IBER-Kotosaka B2 seminar with the CJ Foods Oceania executive — group photo after the October 2025 guest session
Group photo with the CJ Foods Oceania executive at the close of the session.

Beyond strategy: the execution lens

B2 joint sessions are typically about testing a strategic argument in front of someone senior enough to argue back — and that half of the day did take place, with teams presenting and the executive engaging. But the main focus of the discussion was elsewhere. Because our guest was running Oceania on the ground, the discussion turned naturally toward execution: where the real bottlenecks sit when a proposal moves from the slide deck into procurement, distribution, local partner negotiations, regulatory contours, internal politics, and the everyday organisational choices that decide whether anything moves at all.

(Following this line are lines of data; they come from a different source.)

//! Database connection utilities.

use std::path::Path;

use switchy_database::Database;
use switchy_database_connection::init_sqlite_rusqlite;

use crate::{DbError, migrations, paths};

/// Milliseconds a connection waits on a locked database before failing.
const BUSY_TIMEOUT_MS: u32 = 5_000;

/// Opens (or creates) the `SQLite` database at `path`, switches it to WAL
/// mode, and applies pending migrations.
///
/// # Errors
///
/// Returns [`DbError`] if the file cannot be created or opened, or if a
/// migration fails.
pub async fn open(path: &Path) -> Result<Box<dyn Database>, DbError> {
    if let Some(parent) = path.parent() {
        paths::ensure_dir(parent)?;
    }

    let db = init_sqlite_rusqlite(Some(path)).map_err(|e| DbError::Connection(e.to_string()))?;

    configure(db.as_ref()).await?;
    migrations::run(db.as_ref()).await?;

    log::debug!("Opened score database at {}", path.display());

    Ok(db)
}

/// Sets the connection pragmas.
///
/// WAL lets readers proceed while the batch computer holds its write
/// transaction. The pragmas report their new value as a row, so they go
/// through the query path.
async fn configure(db: &dyn Database) -> Result<(), DbError> {
    db.query_raw_params("PRAGMA journal_mode = WAL", &[]).await?;
    db.query_raw_params(&format!("PRAGMA busy_timeout = {BUSY_TIMEOUT_MS}"), &[])
        .await?;
    Ok(())
}
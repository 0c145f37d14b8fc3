#![cfg_attr(feature = "fail-on-warnings", deny(warnings))]
#![warn(clippy::all, clippy::pedantic, clippy::nursery, clippy::cargo)]
#![allow(clippy::multiple_crate_versions, clippy::cargo_common_metadata)]

//! Beach sargassum stranding risk.
//!
//! ```text
//! sargassum_beaches              # score the latest drift simulation, then report
//! sargassum_beaches --report     # report the latest stored batch
//! sargassum_beaches --json       # latest stored batch as JSON
//! ```
//!
//! The database path comes from `--db`, then `SARGASSUM_DB_PATH`, then
//! `./sargassum_data.db`. `RUST_LOG` controls log verbosity.

use std::path::PathBuf;

use clap::Parser;
use sargassum_database::{SqliteScoreStore, paths};
use sargassum_scoring::{ScoreComputer, ScoreRepository as _, catalog, report};
use sargassum_scoring_models::ScoringConfig;

#[derive(Parser)]
#[command(
    name = "sargassum_beaches",
    about = "Compute and report per-beach sargassum stranding risk"
)]
struct Cli {
    /// Print the latest stored report without computing a new batch
    #[arg(long, conflicts_with = "json")]
    report: bool,

    /// Print the latest stored batch as JSON without computing a new batch
    #[arg(long)]
    json: bool,

    /// `SQLite` database shared with the drift collector
    #[arg(long, value_name = "PATH")]
    db: Option<PathBuf>,

    /// Beach catalog TOML file
    #[arg(long, value_name = "PATH", conflicts_with = "catalog")]
    config: Option<PathBuf>,

    /// Built-in beach catalog to use instead of a file
    #[arg(long, value_name = "ID")]
    catalog: Option<String>,
}

impl Cli {
    fn scoring_config(&self) -> Result<ScoringConfig, catalog::ConfigError> {
        if let Some(path) = &self.config {
            return catalog::load_catalog(path);
        }
        catalog::embedded_catalog(self.catalog.as_deref().unwrap_or(catalog::DEFAULT_CATALOG))
    }
}

#[tokio::main]
async fn main() -> Result<(), Box<dyn std::error::Error>> {
    pretty_env_logger::init();
    let cli = Cli::parse();

    let config = cli.scoring_config().inspect_err(|e| {
        if matches!(e, catalog::ConfigError::UnknownCatalog(_)) {
            log::error!(
                "Available catalogs: {}",
                catalog::embedded_catalog_ids().join(", ")
            );
        }
    })?;

    let db_path = cli.db.clone().unwrap_or_else(paths::db_path_from_env);
    log::info!(
        "Using database {} with catalog '{}' ({} beaches)",
        db_path.display(),
        config.name,
        config.beaches.len()
    );
    let store = SqliteScoreStore::open(&db_path).await?;

    if cli.json {
        let rows = store.latest_batch().await?;
        println!("{}", serde_json::to_string_pretty(&rows)?);
        return Ok(());
    }

    if cli.report {
        print!("{}", report::render_latest_report(&store, &config).await?);
        return Ok(());
    }

    let computer = ScoreComputer::new(store, config);
    let inserted = computer.compute_scores().await?;
    if inserted == 0 {
        println!("No new scores computed (no drift snapshot for the configured day offsets).");
    } else {
        println!("{inserted} beach risk scores inserted.");
    }

    print!(
        "{}",
        report::render_latest_report(computer.repository(), computer.config()).await?
    );

    Ok(())
}
//! Great-circle distances on a spherical Earth.

use geo::Point;

/// Mean Earth radius used by [`distance_km`], in kilometers.
pub const EARTH_RADIUS_KM: f64 = 6371.0;

/// Haversine distance between two WGS84 coordinates, in kilometers.
///
/// Inputs are decimal degrees and are not range-checked.
#[must_use]
pub fn distance_km(lat1: f64, lon1: f64, lat2: f64, lon2: f64) -> f64 {
    let phi1 = lat1.to_radians();
    let phi2 = lat2.to_radians();
    let dphi = (lat2 - lat1).to_radians();
    let dlambda = (lon2 - lon1).to_radians();

    let a = (dphi / 2.0).sin().powi(2) + phi1.cos() * phi2.cos() * (dlambda / 2.0).sin().powi(2);

    // Rounding can push `a` a hair past 1 for antipodal points.
    EARTH_RADIUS_KM * 2.0 * a.sqrt().min(1.0).asin()
}

/// [`distance_km`] between two points whose `x` is longitude and `y` is
/// latitude.
#[must_use]
pub fn point_distance_km(a: Point<f64>, b: Point<f64>) -> f64 {
    distance_km(a.y(), a.x(), b.y(), b.x())
}

#[cfg(test)]
mod tests {
    use super::*;

    const SAMPLES: &[(f64, f64)] = &[
        (17.90, -62.85),
        (17.95, -62.90),
        (0.0, 0.0),
        (-33.86, 151.21),
        (89.9, 179.9),
        (51.5, -0.12),
    ];

    #[test]
    fn distance_is_symmetric() {
        for &(lat1, lon1) in SAMPLES {
            for &(lat2, lon2) in SAMPLES {
                let ab = distance_km(lat1, lon1, lat2, lon2);
                let ba = distance_km(lat2, lon2, lat1, lon1);
                assert!((ab - ba).abs() < 1e-9, "{ab} != {ba}");
            }
        }
    }

    #[test]
    fn distance_to_self_is_zero() {
        for &(lat, lon) in SAMPLES {
            assert!(distance_km(lat, lon, lat, lon).abs() < f64::EPSILON);
        }
    }

    #[test]
    fn one_degree_of_latitude() {
        let d = distance_km(0.0, 0.0, 1.0, 0.0);
        assert!((d - 111.195).abs() < 0.01, "got {d}");
    }

    #[test]
    fn nearby_saint_barth_points() {
        let d = distance_km(17.90, -62.85, 17.95, -62.90);
        assert!((7.5..7.8).contains(&d), "got {d}");
    }

    #[test]
    fn antipodal_points_do_not_produce_nan() {
        let d = distance_km(0.0, 0.0, 0.0, 180.0);
        assert!(d.is_finite());
        assert!((d - std::f64::consts::PI * EARTH_RADIUS_KM).abs() < 1e-6);
    }

    #[test]
    fn point_distance_uses_lon_lat_order() {
        let beach = Point::new(-62.85, 17.90);
        let particle = Point::new(-62.90, 17.95);
        let expected = distance_km(17.90, -62.85, 17.95, -62.90);
        assert!((point_distance_km(beach, particle) - expected).abs() < f64::EPSILON);
    }
}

A B2 team presenting an AI and data-driven route-to-market proposal to the CJ Foods Oceania executive
A team presents its AI & data-driven route-to-market (RTM) proposal for the Australia / New Zealand market.

What students took away

The most valuable thread of the day was also the hardest to capture on a slide: a detailed perspective on the gap between proposal and execution. Where the friction sits; what a proposal has to carry with it — in argument, in sequencing, in stakeholder management — to survive that friction; and what changes between "this is a good idea" and "this now runs." That kind of perspective is hard to acquire from case analysis or from a single presentation; it requires an interlocutor who has done the work in practice. That the conversation could go in this direction at all is part of why we run B2 joint sessions the way we do. The goal is not the pitch itself but the value of being challenged by a practitioner.

About CJ Group

CJ Group is one of South Korea's major conglomerates, headquartered in Seoul. Originally established in 1953 as the food arm of Samsung and spun out as an independent group in 1993, CJ today spans food and food services (including the Bibigo brand), entertainment and media (CJ ENM), logistics (CJ Logistics), and biotechnology. CJ Foods' international expansion — including into Oceania — has been a notable part of Korean food companies' global growth over the past decade. That made it a well-suited case for a B2 seminar thinking about international business strategy, and — as the day ended up going — about how a global strategy actually grounds itself in a specific market.